■ Your task ■
Below are the entries; count how many lines contain the word "Paragraph" and reply with that number alone.

■ Dataset content ■

//! Rendering of the board

use ratatui::{
    layout::{Constraint, Layout, Rect},
    style::{Color, Modifier, Style},
    text::{Line, Span, Text},
    widgets::{Block, Borders, List, ListItem, ListState, Paragraph},
    Frame,
};
use taskly_core::Status;

use crate::model::Board;

/// Accent color for a status column
pub fn status_color(status: Status) -> Color {
    match status {
        Status::Todo => Color::DarkGray,
        Status::InProgress => Color::Yellow,
        Status::Done => Color::Green,
    }
}

/// Draw the three status columns and the footer
pub fn draw_board(f: &mut Frame, area: Rect, board: &Board) {
    let [columns_area, footer_area] =
        Layout::vertical([Constraint::Min(3), Constraint::Length(1)]).areas(area);
    let column_areas = Layout::horizontal([Constraint::Ratio(1, 3); 3]).split(columns_area);

    for (status, column_area) in Status::all().iter().zip(column_areas.iter()) {
        draw_column(f, *column_area, board, *status);
    }

    draw_footer(f, footer_area, board);
}

fn draw_column(f: &mut Frame, area: Rect, board: &Board, status: Status) {
    let is_focused = board.focus() == status;
    let tasks = board.visible_tasks(status);

    let items: Vec<ListItem> = tasks
        .iter()
        .map(|task| {
            let mut lines = vec![Line::from(Span::styled(
                task.title().to_string(),
                Style::default().add_modifier(Modifier::BOLD),
            ))];
            if let Some(description) = task.description() {
                lines.push(Line::from(Span::styled(
                    description,
                    Style::default().fg(Color::Gray),
                )));
            }
            ListItem::new(Text::from(lines))
        })
        .collect();

    let border_style = if is_focused {
        Style::default().fg(status_color(status))
    } else {
        Style::default().fg(Color::DarkGray)
    };
    let block = Block::default()
        .borders(Borders::ALL)
        .border_style(border_style)
        .title(format!(" {} ({}) ", status.label(), tasks.len()));

    let list = List::new(items)
        .block(block)
        .highlight_style(Style::default().add_modifier(Modifier::REVERSED))
        .highlight_symbol("> ");

    let mut state = ListState::default();
    if is_focused && !tasks.is_empty() {
        state.select(Some(board.column(status).selected));
    }
    f.render_stateful_widget(list, area, &mut state);
}

fn draw_footer(f: &mut Frame, area: Rect, board: &Board) {
    let line = if let Some(error) = board.error() {
        Line::from(Span::styled(error.to_string(), Style::default().fg(Color::Red)))
    } else if board.is_filtering() {
        Line::from(vec![
            Span::styled("Filter: ", Style::default().fg(Color::Magenta)),
            Span::raw(format!("{}_", board.filter())),
        ])
    } else {
        let mut spans = vec![Span::styled(
            "←/→ column  ↑/↓ select  enter next  backspace prev  / filter  q quit",
            Style::default().fg(Color::DarkGray),
        )];
        if !board.filter().is_empty() {
            spans.push(Span::styled(
                format!("  [filter: {}]", board.filter()),
                Style::default().fg(Color::Magenta),
            ));
        }
        Line::from(spans)
    };

    f.render_widget(Paragraph::new(line), area);
}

■ Task result ■
2